UNITED STATES
SECURITIES AND EXCHANGE COMMISSION
Washington, D.C. 20549
FORM 25
NOTIFICATION OF REMOVAL FROM LISTING
AND/OR REGISTRATION UNDER SECTION 12(b)
OF THE SECURITIES EXCHANGE ACT OF 1934
Commission File Number 001-39621
Opthea Limited
The Nasdaq Global Select Market
(Exact name of Issuer as specified in its charter, and name of Exchange where security is listed and/or registered)
C/- Prime Company Compliance, Level 9
505 Little Collins Street
Melbourne, VIC 3000
Australia
+ 61 3 9826 0399
(Address, including zip code, and telephone number, including area code, of Issuer’s principal executive offices)

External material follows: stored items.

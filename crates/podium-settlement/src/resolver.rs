//! Winner determination for a single wager. Pure: no I/O, no side effects
//! beyond a log line.
//!
//! Two rules, one per outcome shape:
//! - **Ranking**: the party whose competitor finished at the numerically
//!   lower position wins.
//! - **Single winner**: the creator wins iff the creator picked the declared
//!   winner; in every other case the acceptor wins.

use podium_types::{
    CompetitorId, MatchOutcome, PodiumError, Result, Wager, WagerStatus, WinningParty,
};

/// Who won a wager, and with which pick.
#[derive(Debug, Clone, PartialEq, Eq)]
pub struct WinnerDecision {
    pub party: WinningParty,
    pub competitor_id: CompetitorId,
    pub username: String,
    /// Single-winner match where neither party picked the declared winner.
    /// The acceptor is still credited; flagged so operators can review.
    pub non_participant_winner: bool,
}

/// Decide the winning party of `wager` under `outcome`.
///
/// # Errors
/// - `WagerAlreadyResolved` if the wager is already resolved
/// - `MissingSelection` if the wager has no acceptor (still open)
/// - `SamePick` if both parties picked the same competitor in a ranking match
/// - `MissingRanking` if a picked competitor has no position in the outcome
pub fn resolve_winner(wager: &Wager, outcome: &MatchOutcome) -> Result<WinnerDecision> {
    if wager.status == WagerStatus::Resolved {
        return Err(PodiumError::WagerAlreadyResolved(wager.id));
    }
    let acceptor = match (&wager.acceptor, wager.status) {
        (Some(acceptor), WagerStatus::Accepted) => acceptor,
        _ => return Err(PodiumError::MissingSelection(wager.id)),
    };
    let creator = &wager.creator;

    let (party, non_participant_winner) = match outcome {
        MatchOutcome::Ranking(table) => {
            if creator.competitor_id == acceptor.competitor_id {
                return Err(PodiumError::SamePick(wager.id));
            }
            let position_of = |competitor: &CompetitorId| {
                table
                    .position_of(competitor)
                    .ok_or_else(|| PodiumError::MissingRanking {
                        wager_id: wager.id,
                        competitor_id: competitor.clone(),
                    })
            };
            let creator_pos = position_of(&creator.competitor_id)?;
            let acceptor_pos = position_of(&acceptor.competitor_id)?;
            if creator_pos < acceptor_pos {
                (WinningParty::Creator, false)
            } else {
                (WinningParty::Acceptor, false)
            }
        }
        MatchOutcome::Winner {
            winning_competitor_id,
        } => {
            if creator.competitor_id == *winning_competitor_id {
                (WinningParty::Creator, false)
            } else {
                let non_participant = acceptor.competitor_id != *winning_competitor_id;
                if non_participant {
                    tracing::warn!(
                        wager = %wager.id,
                        declared_winner = %winning_competitor_id,
                        creator_pick = %creator.competitor_id,
                        acceptor_pick = %acceptor.competitor_id,
                        "Neither party picked the declared winner; crediting acceptor"
                    );
                }
                (WinningParty::Acceptor, non_participant)
            }
        }
    };

    let selection = match party {
        WinningParty::Creator => creator,
        WinningParty::Acceptor => acceptor,
    };
    Ok(WinnerDecision {
        party,
        competitor_id: selection.competitor_id.clone(),
        username: selection.username.clone(),
        non_participant_winner,
    })
}
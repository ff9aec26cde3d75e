//! Per-wager progress events for the presentation layer.
//!
//! The coordinator publishes one [`ProgressEvent`] as each wager finishes.
//! Publishing never waits on the listener: when the channel is full or
//! closed the event is dropped with a debug log and settlement carries on.

use podium_types::{MatchId, SettlementStage, WagerId, WinningParty};
use serde::Serialize;
use tokio::sync::mpsc::{self, error::TrySendError};

/// How one wager's settlement ended.
#[derive(Debug, Clone, PartialEq, Eq, Serialize)]
pub enum WagerProgress {
    Settled { winning_party: WinningParty },
    Failed { stage: SettlementStage, message: String },
}

/// Emitted after each wager of a batch completes.
#[derive(Debug, Clone, PartialEq, Eq, Serialize)]
pub struct ProgressEvent {
    pub match_id: MatchId,
    pub wager_id: WagerId,
    /// 1-based count of wagers completed so far.
    pub completed: usize,
    pub total: usize,
    pub progress: WagerProgress,
}

/// Sending half of the progress channel.
#[derive(Clone)]
pub struct ProgressProducer {
    sender: mpsc::Sender<ProgressEvent>,
}

impl ProgressProducer {
    pub fn new(sender: mpsc::Sender<ProgressEvent>) -> Self {
        Self { sender }
    }

    /// Returns `false` if the event was dropped.
    pub fn publish(&self, event: ProgressEvent) -> bool {
        match self.sender.try_send(event) {
            Ok(()) => true,
            Err(TrySendError::Full(event)) => {
                tracing::debug!(
                    wager = %event.wager_id,
                    completed = event.completed,
                    "Progress listener lagging; event dropped"
                );
                false
            }
            Err(TrySendError::Closed(event)) => {
                tracing::debug!(wager = %event.wager_id, "Progress listener gone; event dropped");
                false
            }
        }
    }
}

/// Create a bounded progress channel.
pub fn progress_channel(buffer: usize) -> (ProgressProducer, mpsc::Receiver<ProgressEvent>) {
    let (sender, receiver) = mpsc::channel(buffer.max(1));
    (ProgressProducer::new(sender), receiver)
}

#[cfg(test)]
mod tests {
    use super::*;

    fn event(completed: usize) -> ProgressEvent {
        ProgressEvent {
            match_id: MatchId::new("m"),
            wager_id: WagerId::new(),
            completed,
            total: 2,
            progress: WagerProgress::Settled {
                winning_party: WinningParty::Creator,
            },
        }
    }

    #[tokio::test]
    async fn events_arrive_in_order() {
        let (producer, mut rx) = progress_channel(4);
        assert!(producer.publish(event(1)));
        assert!(producer.publish(event(2)));
        assert_eq!(rx.recv().await.unwrap().completed, 1);
        assert_eq!(rx.recv().await.unwrap().completed, 2);
    }

    #[tokio::test]
    async fn closed_channel_does_not_fail() {
        let (producer, rx) = progress_channel(1);
        drop(rx);
        assert!(!producer.publish(event(1)));
    }

    #[test]
    fn full_channel_drops_instead_of_waiting() {
        let (producer, mut rx) = progress_channel(1);
        assert!(producer.publish(event(1)));
        assert!(!producer.publish(event(2)));
        assert_eq!(rx.try_recv().unwrap().completed, 1);
        assert!(rx.try_recv().is_err());
    }

    #[test]
    fn progress_serializes_for_ui() {
        let json = serde_json::to_string(&event(1)).unwrap();
        assert!(json.contains("\"completed\":1"));
        assert!(json.contains("Creator"));
    }
}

American Depositary Shares, each representing eight ordinary shares, no par value
(Description of class of securities)
Please place an X in the box to designate the rule provision relied upon to strike the class of securities from listing and registration:
| ☐ | 17 CFR 240.12d2-2(a)(1) |
| ☐ | 17 CFR 240.12d2-2(a)(2) |
| ☐ | 17 CFR 240.12d2-2(a)(3) |
| ☐ | 17 CFR 240.12d2-2(a)(4) |
| ☐ | Pursuant to 17 CFR 240.12d2-2(b), the Exchange has complied with its rules to strike the class of securities from listing and/or withdraw registration on the Exchange. |
| ☒ | Pursuant to 17 CFR 240.12d2-2(c), the Issuer has complied with the rules of the Exchange and the requirements of 17 CFR 240.12d2-2(c) governing the voluntary withdrawal of the class of securities from listing and registration on the Exchange. |
As of the date hereof, the Issuer does not have an audit committee that meets the audit committee composition requirements set forth in Nasdaq Listing Rule 5605(c)(2).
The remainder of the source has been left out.